In her sixth time travel, Sun-fung co-operated with Ditch in order to dig out the corrupted police officer. Unfortunately, her younger brother Sun-kwong was severely wounded by an explosion, and her friend was nearly killed by Tom, while the corrupted officer remains unknown. These forced Sun-fung and Ditch to travel back in time again.

In her seventh time travel, Sun-fung threw the bomb out of harm's way in the nick of time, but sustained lower back injury. Her father Hoi mistakenly assumed that his wife was having an affair with Chow Bing-Yan, a wealthy business man running a real estate project with Chin-cheung. Hoi was later accused for the murder of Bing-Yan, and this forces Sun-fung to go back in time again.

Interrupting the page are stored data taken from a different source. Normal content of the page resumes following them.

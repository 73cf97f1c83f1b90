use axum::{
    extract::{Path, Query, State},
    http::{header, StatusCode},
    response::{IntoResponse, Response},
    routing::{get, post},
    Json, Router,
};
use bytes::Bytes;
use image::DynamicImage;
use serde::Serialize;
use tracing::{debug, info, instrument, warn};
use uuid::Uuid;

use super::card::{card_file_name, render_share_card};
use super::registry::card_url;
use super::share::{share_scan, ResponseClipboard, ShareMessage, ShareOutcome, WebhookShareChannel};
use super::spreadsheet::{export_file_name_now, export_to_spreadsheet};
use crate::{
    auth::AuthUser,
    error::AppError,
    media::{fetch_limited, MAX_UPLOAD_BYTES},
    profile,
    scans::{
        dto::HistoryQuery,
        handlers::{load_history, owned_scan},
    },
    state::AppState,
};

const XLSX_CONTENT_TYPE: &str = "application/vnd.openxmlformats-officedocument.spreadsheetml.sheet";

pub fn export_routes() -> Router<AppState> {
    Router::new()
        .route("/scans/export", get(export_history))
        .route("/scans/:id/share-card", post(create_share_card))
        .route("/scans/:id/share", post(share))
        .route("/share-cards/:id", get(get_share_card).delete(revoke_share_card))
}

fn attachment(content_type: &'static str, file_name: &str, body: impl Into<Bytes>) -> Response {
    (
        [
            (header::CONTENT_TYPE, content_type.to_string()),
            (
                header::CONTENT_DISPOSITION,
                format!("attachment; filename=\"{}\"", file_name),
            ),
        ],
        body.into(),
    )
        .into_response()
}

/// GET /scans/export?q=&sort=: the filtered history as a workbook, 204 when empty.
#[instrument(skip(state))]
pub async fn export_history(
    State(state): State<AppState>,
    AuthUser(user_id): AuthUser,
    Query(query): Query<HistoryQuery>,
) -> Result<Response, AppError> {
    let engine = load_history(&state, user_id, &query).await?;
    let scans: Vec<_> = engine.view().filtered().collect();

    let Some(buf) = export_to_spreadsheet(&scans)
        .map_err(|e| AppError::Internal(anyhow::Error::new(e).context("build workbook")))?
    else {
        debug!(%user_id, "nothing to export");
        return Ok(StatusCode::NO_CONTENT.into_response());
    };

    info!(%user_id, rows = scans.len(), "history exported");
    Ok(attachment(XLSX_CONTENT_TYPE, &export_file_name_now(), buf))
}

/// Only bucket URLs are fetched, capped at the upload limit.
async fn fetch_photo(state: &AppState, url: &str) -> Option<DynamicImage> {
    let checked = match state.image_origin.check(url) {
        Ok(u) => u,
        Err(e) => {
            warn!(%url, error = %e, "photo outside image bucket; card without photo");
            return None;
        }
    };
    let photo = match fetch_limited(&state.http, checked, MAX_UPLOAD_BYTES).await {
        Ok(p) => p,
        Err(e) => {
            warn!(%url, error = %e, "photo fetch failed; card without photo");
            return None;
        }
    };
    image::load_from_memory(&photo.data)
        .map_err(|e| warn!(%url, error = %e, "photo decode failed; card without photo"))
        .ok()
}

#[derive(Debug, Serialize)]
pub struct ShareCardCreated {
    pub id: Uuid,
    pub url: String,
    pub file_name: String,
}

/// POST /scans/:id/share-card
#[instrument(skip(state))]
pub async fn create_share_card(
    State(state): State<AppState>,
    AuthUser(user_id): AuthUser,
    Path(scan_id): Path<Uuid>,
) -> Result<(StatusCode, Json<ShareCardCreated>), AppError> {
    let scan = owned_scan(&state, user_id, scan_id).await?;
    let photo = fetch_photo(&state, &scan.image_url).await;
    let attribution = profile::display_name(&state.db, user_id)
        .await
        .unwrap_or_else(|e| {
            warn!(error = %e, "display name lookup failed");
            None
        });

    let file_name = card_file_name(&scan);
    let png = tokio::task::spawn_blocking(move || {
        render_share_card(&scan, photo.as_ref(), attribution.as_deref())
    })
    .await
    .map_err(|e| AppError::Internal(anyhow::Error::new(e).context("render task")))?
    .map_err(|e| AppError::Internal(anyhow::Error::new(e).context("render share card")))?;

    let id = state
        .share_cards
        .register(user_id, Bytes::from(png), file_name.clone());
    info!(%user_id, %scan_id, card_id = %id, "share card rendered");
    Ok((
        StatusCode::CREATED,
        Json(ShareCardCreated {
            id,
            url: card_url(id),
            file_name,
        }),
    ))
}

/// GET /share-cards/:id
#[instrument(skip(state))]
pub async fn get_share_card(
    State(state): State<AppState>,
    AuthUser(user_id): AuthUser,
    Path(id): Path<Uuid>,
) -> Result<Response, AppError> {
    let card = state
        .share_cards
        .get(user_id, id)
        .ok_or(AppError::NotFound("Share card"))?;
    Ok(attachment("image/png", &card.file_name, card.png))
}

/// DELETE /share-cards/:id
#[instrument(skip(state))]
pub async fn revoke_share_card(
    State(state): State<AppState>,
    AuthUser(user_id): AuthUser,
    Path(id): Path<Uuid>,
) -> Result<StatusCode, AppError> {
    if !state.share_cards.revoke(user_id, id) {
        return Err(AppError::NotFound("Share card"));
    }
    Ok(StatusCode::NO_CONTENT)
}

#[derive(Debug, Serialize)]
pub struct ShareResponse {
    pub outcome: ShareOutcome,
    #[serde(skip_serializing_if = "Option::is_none")]
    pub clipboard_text: Option<String>,
}

/// POST /scans/:id/share
#[instrument(skip(state))]
pub async fn share(
    State(state): State<AppState>,
    AuthUser(user_id): AuthUser,
    Path(scan_id): Path<Uuid>,
) -> Result<Json<ShareResponse>, AppError> {
    let scan = owned_scan(&state, user_id, scan_id).await?;
    let message = ShareMessage::for_scan(&scan, &state.config.public_app_url);

    let channel = WebhookShareChannel::new(state.http.clone(), state.config.share_webhook_url.clone());
    let clipboard = ResponseClipboard::default();
    let outcome = share_scan(&channel, &clipboard, &message, scan_id).await;

    Ok(Json(ShareResponse {
        outcome,
        clipboard_text: clipboard.into_text(),
    }))
}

In her eighth time travel, Sun-fung and Ditch mistakenly thought Wai Ye as the corrupt cop, but during the ninth time travel, they confirmed that Wai Ye was innocent. By the 3rd day, Sun-fung, Ditch and Wai Ye fought with a corrupt cop in the shipyard. After the lost battle against a corrupt cop, it forced them to go to the tenth time travel.

In the tenth time travel, they finally realised the corrupt cop is Sheung-ching's father, Kwok Wai-shing. Sun-fung died with Sheung-ching together by the third day after Wai-shing's death.

In the eleventh time travel which she didn’t travel at all, Sun-fung had no memory of any previous time travels, but appeared to "remember" it all after midnight on April 4th upon picking up an hourglass necklace which mysteriously appeared on her front yard.

===Major Supporting Cast===
- Benjamin Yuen as SGT Kwok Sheung-ching (郭尚正; Gwok Soengzing) — a sergeant in HKP's Emergency Unit, and Sun-fung's boyfriend.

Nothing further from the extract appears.